Lack of respite support was emphasised as an important unmet need in this study. These assertions highlight the value of respite support among stroke family caregivers and are consistent with previous research within this population (Bastawrous et al, 2015; Torregosa et al, 2018). Provision of respite support enables family caregivers to have an independent life alongside caregiving, which reflects a key aim of the Care Act 2014 (Marczak et al, 2022). In this study, very few participants accessed respite support. Although various barriers were highlighted by participants, it should be acknowledged that the provision of respite services vary widely across the UK, which may potentially prevent family caregivers from accesing respite support. This is an area in need of further reseach and consideration by local authorities in order to make the ambitions outlined in the Care Act, 2014 a reality.

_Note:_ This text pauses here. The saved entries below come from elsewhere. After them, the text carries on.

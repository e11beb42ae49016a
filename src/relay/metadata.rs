//! Content metadata resolution for successful origin responses.
//!
//! Order of precedence:
//! 1. An origin `Content-Type` decides the image type and is never replaced.
//! 2. Otherwise the URL path extension decides the image type and, through
//!    the MIME table, the `Content-Type`.
//! 3. `Content-Disposition` comes from the filename override when given,
//!    else from the URL.

use axum::http::header::{HeaderMap, HeaderValue, CONTENT_DISPOSITION, CONTENT_TYPE};

use crate::imagetype::{mime_by_extension, path_extension, url_filename, ImageType};
use crate::options::ProcessingOptions;

/// Resolve the image type and set `Content-Type`/`Content-Disposition` on
/// the client headers. Lookup misses leave headers untouched.
pub fn resolve(headers: &mut HeaderMap, image_url: &str, options: &ProcessingOptions) -> ImageType {
    // Presence is decided on raw bytes; a value that is not visible ASCII
    // still counts and only yields an unknown type.
    let image_type = match headers.get(CONTENT_TYPE).filter(|v| !v.is_empty()) {
        Some(value) => value.to_str().map(ImageType::by_mime).unwrap_or_default(),
        None => from_url_extension(headers, image_url),
    };

    let disposition = match options.filename.as_deref() {
        Some(filename) if !filename.is_empty() => {
            image_type.content_disposition(filename, options.return_attachment)
        }
        _ => image_type.content_disposition_from_url(image_url, options.return_attachment),
    };

    if let Ok(value) = HeaderValue::from_bytes(disposition.as_bytes()) {
        headers.insert(CONTENT_DISPOSITION, value);
    }

    image_type
}

fn from_url_extension(headers: &mut HeaderMap, image_url: &str) -> ImageType {
    let Some(name) = url_filename(image_url) else {
        return ImageType::Unknown;
    };
    let Some(ext) = path_extension(&name) else {
        return ImageType::Unknown;
    };

    if let Some(mime) = mime_by_extension(ext) {
        headers.insert(CONTENT_TYPE, HeaderValue::from_static(mime));
    }

    ImageType::by_extension(ext)
}
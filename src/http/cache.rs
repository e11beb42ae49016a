//! Cache and canonical response headers.
//!
//! # Responsibilities
//! - Normalize Cache-Control/Expires according to the cache policy
//! - Set the canonical `Link` header pointing at the source URL
//!
//! # Design Decisions
//! - Origin cache headers survive only when passthrough is enabled
//! - Without usable origin values the configured TTL applies
//! - Both setters see headers already copied from the origin

use axum::http::header::{HeaderMap, HeaderValue, CACHE_CONTROL, EXPIRES, LINK};
use chrono::{TimeDelta, Utc};

use crate::config::CacheConfig;

/// IMF-fixdate format used by HTTP date headers.
const HTTP_DATE_FORMAT: &str = "%a, %d %b %Y %H:%M:%S GMT";

/// Apply the cache policy to `headers`, which may already hold origin values.
pub fn set_cache_control(headers: &mut HeaderMap, policy: &CacheConfig) {
    let has_value = |v: Option<&HeaderValue>| v.is_some_and(|v| !v.is_empty());
    let origin_present = has_value(headers.get(CACHE_CONTROL)) || has_value(headers.get(EXPIRES));

    if policy.passthrough && origin_present {
        if headers.get(CACHE_CONTROL).is_some_and(|v| v.is_empty()) {
            headers.remove(CACHE_CONTROL);
        }
        if headers.get(EXPIRES).is_some_and(|v| v.is_empty()) {
            headers.remove(EXPIRES);
        }
        return;
    }

    headers.remove(CACHE_CONTROL);
    headers.remove(EXPIRES);

    if policy.ttl_secs == 0 {
        return;
    }

    if let Ok(value) = HeaderValue::from_str(&format!("max-age={}, public", policy.ttl_secs)) {
        headers.insert(CACHE_CONTROL, value);
    }
    if let Some(expires) = expires_after(policy.ttl_secs) {
        headers.insert(EXPIRES, expires);
    }
}

fn expires_after(ttl_secs: u64) -> Option<HeaderValue> {
    let delta = TimeDelta::try_seconds(i64::try_from(ttl_secs).ok()?)?;
    let at = Utc::now().checked_add_signed(delta)?;
    HeaderValue::from_str(&at.format(HTTP_DATE_FORMAT).to_string()).ok()
}

/// Set `Link: <url>; rel="canonical"` for absolute http(s) URLs when enabled.
pub fn set_canonical(headers: &mut HeaderMap, image_url: &str, enabled: bool) {
    if !enabled {
        return;
    }
    if !(image_url.starts_with("https://") || image_url.starts_with("http://")) {
        return;
    }
    if let Ok(value) = HeaderValue::from_str(&format!("<{image_url}>; rel=\"canonical\"")) {
        headers.insert(LINK, value);
    }
}
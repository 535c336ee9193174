use async_lsp::lsp_types::Url;
use percent_encoding::percent_decode_str;
use std::path::{Path, PathBuf};

/// Convert a URI to a PathBuf
///
/// `file:` URIs go through the platform conversion. Other schemes fall back to
/// the percent-decoded URI path so a definition inside e.g. a virtual document
/// still yields a comparable (if never equal) position.
pub fn uri_to_path(uri: &Url) -> Option<PathBuf> {
    if uri.scheme() == "file" {
        return uri.to_file_path().ok();
    }
    let path = decode_uri_component(uri.path());
    if path.is_empty() {
        None
    } else {
        Some(PathBuf::from(path))
    }
}

/// Convert an absolute path to a `file:` URI
pub fn path_to_uri(path: &Path) -> Option<Url> {
    Url::from_file_path(path).ok()
}

/// Decode percent-encoded strings (e.g., "my%20file.ml" -> "my file.ml")
///
/// Handles invalid encoding gracefully by returning the original string.
pub fn decode_uri_component(s: &str) -> String {
    percent_decode_str(s)
        .decode_utf8()
        .map(|cow| cow.into_owned())
        .unwrap_or_else(|_| s.to_string())
}

/// Convert a byte column in a line to UTF-16 code units
///
/// Columns past the end of the line, or inside a multi-byte character, count
/// only the characters that start before them.
pub fn byte_col_to_utf16(line: &str, byte_col: usize) -> u32 {
    line.char_indices()
        .take_while(|(idx, _)| *idx < byte_col)
        .map(|(_, c)| c.len_utf16())
        .sum::<usize>() as u32
}

/// Convert a UTF-16 character offset in a line to a byte column
pub fn utf16_to_byte_col(line: &str, utf16: u32) -> usize {
    let mut units = 0u32;
    for (idx, c) in line.char_indices() {
        if units >= utf16 {
            return idx;
        }
        units += c.len_utf16() as u32;
    }
    line.len()
}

As reported, these findings indicate that the needs of stroke family caregivers are still not regularly assessed post the Care Act 2014. Only four out of 16 participants confirmed they had completed a formal carers’ assessment. When undertaking assessments, delays of up to 7 months were identified. The lack of carers’ assessments among family caregivers observed in the current study was previously highlighted as a concern by the Care Quality Commission (2011) who reported that, nationally, less than half of stroke family caregivers were offered an assessment and received support. Ignorance regarding carers’ assessments in this study and the general caregiver population could partly explain the low uptake of carers’ assessments. A commissioned report for the Carers Trust in 2016, ‘Care Act for carers: one year on’, concluded that further work is warranted to ensure that family caregivers are aware of their rights and that the quality of assessment is of a high standard (Bennett, 2016). This study's findings support the report's conclusions. Additionally, it can be suggested that alternative, proactive approaches to identifying the needs of stroke family caregivers are required to prioritise those needing a detailed carers’ assessment. Findings from this research provide an insight into the challenges that family caregivers of stroke survivors continue to experience post the Care Act 2014. However, the findings should be considered in light of some limitations. Participants were recruited from one geographical area in the UK and focussed on older spousal caregivers. Additionally, the exclusion of non-English speaking family caregivers warrants further research with the increasing diversity within the UK.

Conclusions

This study indicates that family caregivers of stroke survivors continue to experience considerable problems despite changes to legislation. Shortfalls in existing approaches to the assessment of family caregiver's needs are apparent. These findings have informed the development of a screening tool to be used with family caregivers of stroke survivors. Since data collection was undertaken, the COVID-19 pandemic has led to reduced services, resulting in a decline of assessments and support. The impact of the pandemic, coupled with the lack of assessments and support pre-pandemic, can be suggested to have had major impacts upon family caregivers and needs urgent attention.

Key points

  • Family caregivers of stroke survivors continue to experience challenges when providing care and have unmet needs, such as a lack of information, financial problems, and a lack of respite and emotional support despite changes to legislation
  • Gaps in assessing and supporting the needs of family caregivers of stroke survivors are evident, including assessment delays
  • Alternative proactive approaches are required to identify and support the needs of stroke family caregivers on a regular basis
  • Further research focussing on interventions to support stroke family caregivers is warranted.

CPD reflective questions

  • What organisations or services are available in your local area to support family caregivers of stroke survivors?
  • What type of respite support services are available in your area?
  • What changes can you make to your practice as a result of reading this article?